And that is exactly one of the (good) reasons people are afraid of. Facebook has produced little of value so far, especially nothing in the hardware sector. Their current main revenue is a more or less dying business with social media, so they try to diversify their current portfolio so when (not if) Facebook itself dies, the company (or rather, the money printing machine) continues.
How it will affect development is not known, but the direction we’re heading is vaguely known. Before the acquisition, the OR was seen as a revolution to (PC) gaming. Now, the OR was announced to be the thing for social media. Chat with your friends! In virtual lobbies! Because you need absolutely no social interaction with people anymore whatsoever!
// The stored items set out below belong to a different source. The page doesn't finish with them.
use std::sync::Arc;

use chrono::{SecondsFormat, Utc};
use serde::{Deserialize, Serialize};
use serde_json::Value;
use tracing::{debug, error};
use uuid::Uuid;

use auditrelay_core::{AuditError, AuditResult};
use auditrelay_domain::{
    ActorContext, ChangedAttribute, ConfigChangeLog, ConfigurationChangePayload, DataAccessLog,
    DataAccessPayload, DataModificationLog, DataModificationPayload, DataObject, DataSubject,
    EventPayload, NormalizedEvent, SecurityLog, SecurityWrapperPayload, format_identifier_pairs,
};

use crate::audit_ports::{EventDelivery, TenantResolver};

const IDENTITY_PROVIDER: &str = "$IDP";
const CHANNEL_NOT_SPECIFIED: &str = "not specified";
const NULL_LITERAL: &str = "null";
const GENERAL_DATA_KEY: &str = "data";
const GENERAL_INNER_EVENT_KEY: &str = "event";

/// Context for a security event.
#[derive(Debug, Clone, Default, Serialize, Deserialize)]
#[serde(rename_all = "camelCase")]
pub struct SecurityLogContext {
    /// Security event data.
    #[serde(default)]
    pub data: Option<SecurityLog>,
    /// Acting identity.
    #[serde(default)]
    pub user: Option<ActorContext>,
}

/// Context for a data access event.
#[derive(Debug, Clone, Default, Serialize, Deserialize)]
#[serde(rename_all = "camelCase")]
pub struct DataAccessLogContext {
    /// Data access event data.
    #[serde(default)]
    pub data: Option<DataAccessLog>,
    /// Acting identity.
    #[serde(default)]
    pub user: Option<ActorContext>,
}

/// Context for a configuration change event.
#[derive(Debug, Clone, Default, Serialize, Deserialize)]
#[serde(rename_all = "camelCase")]
pub struct ConfigChangeLogContext {
    /// Configuration change event data.
    #[serde(default)]
    pub data: Option<ConfigChangeLog>,
    /// Acting identity.
    #[serde(default)]
    pub user: Option<ActorContext>,
}

/// Context for a data modification event.
#[derive(Debug, Clone, Default, Serialize, Deserialize)]
#[serde(rename_all = "camelCase")]
pub struct DataModificationLogContext {
    /// Data modification event data.
    #[serde(default)]
    pub data: Option<DataModificationLog>,
    /// Acting identity.
    #[serde(default)]
    pub user: Option<ActorContext>,
}

/// Context for a generic passthrough event.
///
/// The dispatcher supplies the event type name and a raw extras map; the
/// payload is expected under the fixed `"data"` key as a mapping whose
/// `"event"` entry holds a JSON-encoded string.
#[derive(Debug, Clone, Default, Serialize, Deserialize)]
#[serde(rename_all = "camelCase")]
pub struct GeneralEventContext {
    /// Event type name, used as the wire type and payload key.
    pub event: String,
    /// Acting identity.
    #[serde(default)]
    pub user: Option<ActorContext>,
    /// Raw context entries supplied by the dispatcher.
    #[serde(default)]
    pub extras: serde_json::Map<String, Value>,
}

/// One domain event as supplied by the external dispatcher.
///
/// Closed tagged union: the dispatcher selects the variant, the service
/// dispatches on it. No runtime handler registration exists.
#[derive(Debug, Clone)]
pub enum AuditEvent {
    /// Security action event.
    Security(SecurityLogContext),
    /// Personal-data access event.
    DataAccess(DataAccessLogContext),
    /// Configuration change event.
    ConfigChange(ConfigChangeLogContext),
    /// Personal-data modification event.
    DataModification(DataModificationLogContext),
    /// Generic passthrough event.
    General(GeneralEventContext),
}

impl AuditEvent {
    /// Returns a stable label for logging.
    #[must_use]
    pub fn kind(&self) -> &'static str {
        match self {
            Self::Security(_) => "security",
            Self::DataAccess(_) => "data_access",
            Self::ConfigChange(_) => "config_change",
            Self::DataModification(_) => "data_modification",
            Self::General(_) => "general",
        }
    }
}

/// Application service normalizing domain events and delivering them
/// through the [`EventDelivery`] port.
#[derive(Clone)]
pub struct AuditLogService {
    delivery: Arc<dyn EventDelivery>,
    tenants: Arc<dyn TenantResolver>,
    region: String,
    namespace: String,
}

impl AuditLogService {
    /// Creates a service from its ports and the source coordinates.
    #[must_use]
    pub fn new(
        delivery: Arc<dyn EventDelivery>,
        tenants: Arc<dyn TenantResolver>,
        region: impl Into<String>,
        namespace: impl Into<String>,
    ) -> Self {
        Self {
            delivery,
            tenants,
            region: region.into(),
            namespace: namespace.into(),
        }
    }

    /// Normalizes and delivers one domain event, returning the endpoint
    /// response body.
    ///
    /// Any failure aborts the invocation before delivery; nothing is
    /// partially sent on a precondition violation.
    pub async fn handle(&self, event: AuditEvent) -> AuditResult<String> {
        let kind = event.kind();
        let result = match event {
            AuditEvent::Security(context) => self.handle_security_event(context).await,
            AuditEvent::DataAccess(context) => self.handle_data_access_event(context).await,
            AuditEvent::ConfigChange(context) => self.handle_config_change_event(context).await,
            AuditEvent::DataModification(context) => {
                self.handle_data_modification_event(context).await
            }
            AuditEvent::General(context) => self.handle_general_event(context).await,
        };
        if let Err(ref failure) = result {
            error!(kind, error = %failure, "audit event handling failed");
        }
        result
    }

    /// Normalizes and delivers one security event.
    pub async fn handle_security_event(&self, context: SecurityLogContext) -> AuditResult<String> {
        let data = context
            .data
            .as_ref()
            .ok_or_else(|| missing("security_log.data"))?;
        let user = context
            .user
            .as_ref()
            .ok_or_else(|| missing("security_log.user"))?;
        let source = self.event_source(user).await?;
        let orig_event = build_security_orig_event(user, data)?;
        let events = vec![NormalizedEvent::new(
            source,
            EventPayload::SecurityWrapper(SecurityWrapperPayload { orig_event }),
        )];
        self.send(events).await
    }

    /// Normalizes and delivers one data access event.
    ///
    /// Fan-out: one normalized event per access record, per attribute, per
    /// attachment; a single null-attachment pass when the access has no
    /// attachments. The cross product is explicit and not deduplicated.
    pub async fn handle_data_access_event(
        &self,
        context: DataAccessLogContext,
    ) -> AuditResult<String> {
        let user = context
            .user
            .as_ref()
            .ok_or_else(|| missing("data_access_log.user"))?;
        let data = context
            .data
            .as_ref()
            .ok_or_else(|| missing("data_access_log.data"))?;
        let accesses = data
            .accesses
            .as_ref()
            .ok_or_else(|| missing("data_access_log.accesses"))?;
        let source = self.event_source(user).await?;

        let mut events = Vec::new();
        for access in accesses {
            let subject = access
                .data_subject
                .as_ref()
                .ok_or_else(|| missing("access.data_subject"))?;
            let (subject_type, subject_id) =
                subject_details(Some(subject), "access.data_subject")?;
            let object = access
                .data_object
                .as_ref()
                .ok_or_else(|| missing("access.data_object"))?;
            let (object_type, object_id) = object_details(object, "access.data_object")?;
            let attributes = access
                .attributes
                .as_ref()
                .ok_or_else(|| missing("access.attributes"))?;

            for attribute in attributes {
                let attribute_name = attribute
                    .name
                    .as_deref()
                    .ok_or_else(|| missing("access.attributes.name"))?;
                let access_payload = |attachment_type: Option<String>,
                                      attachment_id: Option<String>| {
                    EventPayload::DataAccess(DataAccessPayload {
                        channel_type: CHANNEL_NOT_SPECIFIED.to_owned(),
                        channel_id: CHANNEL_NOT_SPECIFIED.to_owned(),
                        data_subject_type: subject_type.clone(),
                        data_subject_id: subject_id.clone(),
                        object_type: object_type.clone(),
                        object_id: object_id.clone(),
                        attribute: attribute_name.to_owned(),
                        attachment_type,
                        attachment_id,
                    })
                };
                match access.attachments.as_deref() {
                    Some(attachments) if !attachments.is_empty() => {
                        for attachment in attachments {
                            events.push(NormalizedEvent::new(
                                source.clone(),
                                access_payload(attachment.name.clone(), attachment.id.clone()),
                            ));
                        }
                    }
                    _ => {
                        events.push(NormalizedEvent::new(source.clone(), access_payload(None, None)));
                    }
                }
            }
        }
        self.send(events).await
    }

    /// Normalizes and delivers one configuration change event.
    ///
    /// Fan-out: one normalized event per changed attribute per
    /// configuration item.
    pub async fn handle_config_change_event(
        &self,
        context: ConfigChangeLogContext,
    ) -> AuditResult<String> {
        let data = context
            .data
            .as_ref()
            .ok_or_else(|| missing("config_change_log.data"))?;
        let user = context
            .user
            .as_ref()
            .ok_or_else(|| missing("config_change_log.user"))?;
        let configurations = data
            .configurations
            .as_ref()
            .ok_or_else(|| missing("config_change_log.configurations"))?;
        let source = self.event_source(user).await?;

        let mut events = Vec::new();
        for change in configurations {
            let attributes = change
                .attributes
                .as_ref()
                .ok_or_else(|| missing("configuration.attributes"))?;
            let object = change
                .data_object
                .as_ref()
                .ok_or_else(|| missing("configuration.data_object"))?;
            let (object_type, object_id) = object_details(object, "configuration.data_object")?;
            for attribute in attributes {
                let (property_name, new_value, old_value) =
                    changed_value_details(attribute, "configuration.attributes")?;
                events.push(NormalizedEvent::new(
                    source.clone(),
                    EventPayload::ConfigurationChange(ConfigurationChangePayload {
                        property_name,
                        new_value,
                        old_value,
                        object_type: object_type.clone(),
                        object_id: object_id.clone(),
                    }),
                ));
            }
        }
        self.send(events).await
    }

    /// Normalizes and delivers one data modification event.
    ///
    /// Fan-out: one normalized event per changed attribute per
    /// modification record. Unlike data access, the data subject may
    /// legitimately be absent here and renders as `"null"`.
    pub async fn handle_data_modification_event(
        &self,
        context: DataModificationLogContext,
    ) -> AuditResult<String> {
        let data = context
            .data
            .as_ref()
            .ok_or_else(|| missing("data_modification_log.data"))?;
        let user = context
            .user
            .as_ref()
            .ok_or_else(|| missing("data_modification_log.user"))?;
        let modifications = data
            .modifications
            .as_ref()
            .ok_or_else(|| missing("data_modification_log.modifications"))?;
        let source = self.event_source(user).await?;

        let mut events = Vec::new();
        for modification in modifications {
            let object = modification
                .data_object
                .as_ref()
                .ok_or_else(|| missing("modification.data_object"))?;
            let (object_type, object_id) = object_details(object, "modification.data_object")?;
            let (subject_type, subject_id) = subject_details(
                modification.data_subject.as_ref(),
                "modification.data_subject",
            )?;
            let attributes = modification
                .attributes
                .as_ref()
                .ok_or_else(|| missing("modification.attributes"))?;
            for attribute in attributes {
                let (attribute_name, new_value, old_value) =
                    changed_value_details(attribute, "modification.attributes")?;
                events.push(NormalizedEvent::new(
                    source.clone(),
                    EventPayload::DataModification(DataModificationPayload {
                        attribute: attribute_name,
                        new_value,
                        old_value,
                        object_type: object_type.clone(),
                        object_id: object_id.clone(),
                        data_subject_type: subject_type.clone(),
                        data_subject_id: subject_id.clone(),
                    }),
                ));
            }
        }
        self.send(events).await
    }

    /// Normalizes and delivers one generic passthrough event.
    pub async fn handle_general_event(&self, context: GeneralEventContext) -> AuditResult<String> {
        let user = context
            .user
            .as_ref()
            .ok_or_else(|| missing("general_event.user"))?;
        let source = self.event_source(user).await?;
        let payload = general_payload(&context)?;
        let events = vec![NormalizedEvent::new(source, payload)];
        self.send(events).await
    }

    async fn send(&self, events: Vec<NormalizedEvent>) -> AuditResult<String> {
        debug!(batch_size = events.len(), "delivering normalized event batch");
        self.delivery.send_batch(&events).await
    }

    /// Composes the event source, falling back to the provider tenant when
    /// the acting identity carries no tenant.
    async fn event_source(&self, user: &ActorContext) -> AuditResult<String> {
        let tenant = match user.tenant.as_deref() {
            Some(tenant) if !tenant.is_empty() => tenant.to_owned(),
            _ => self.tenants.read_provider_tenant().await?,
        };
        Ok(format!("/{}/{}/{}", self.region, self.namespace, tenant))
    }
}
Yes. They will certainly continue to develop it, but that’s (as mentioned above) the issue: Is it going to be developed for gaming or for some social mumbo jumbo? The requirements differ enormously.
The scary thing about the OR is that it has access to your complete screen - not just a game, everything you possibly do. Connect this to Facebook’s data mining behaviour and it becomes a really scary thought.
The argument “IT’S JUST SOFTWARE!!!1” is, in my opinion, really stupid. Yes, it’s software, maybe you can even re-write it to remove those parts - who’s going to care? Who is jailbreaking their iPhone? Who is rooting their Android to install a more current version that offers them more privacy?
By far not even anything close to an minority. And this is the issue: If it’s endangering your warranty or is simply too annoying to install (or not trustworthy enough), people are not going to bother. Assuming the homemade driver is not malicious, it will be a few people “safe” from it against hundred (thousands or even millions) who are not. It becomes a sort of ethical thing.
EULA are worth nothing, at least in Europe. Unless you were aware of the EULA before you purchased it - as far as I know, simply putting “BY BUYING THIS YOU AGREE TO THE LICENSE AT HTTP://BLORP” does not hold up, it’s void. It’s a huge attack on privacy and I’m sure that it would be ripped apart here.
As of now, this can go both ways. Facebook has little to lose, reputation-wise, so if they realy want to push social media into some weird, virtual state I’m sure they’ll go for it. They could continue the project as it was and really develop it for gaming primarily, social media secondary - but the stakes for that are not very high. They have no real experience in hardware development and their customer service (as well as customer interaction) in the past was rather questionable.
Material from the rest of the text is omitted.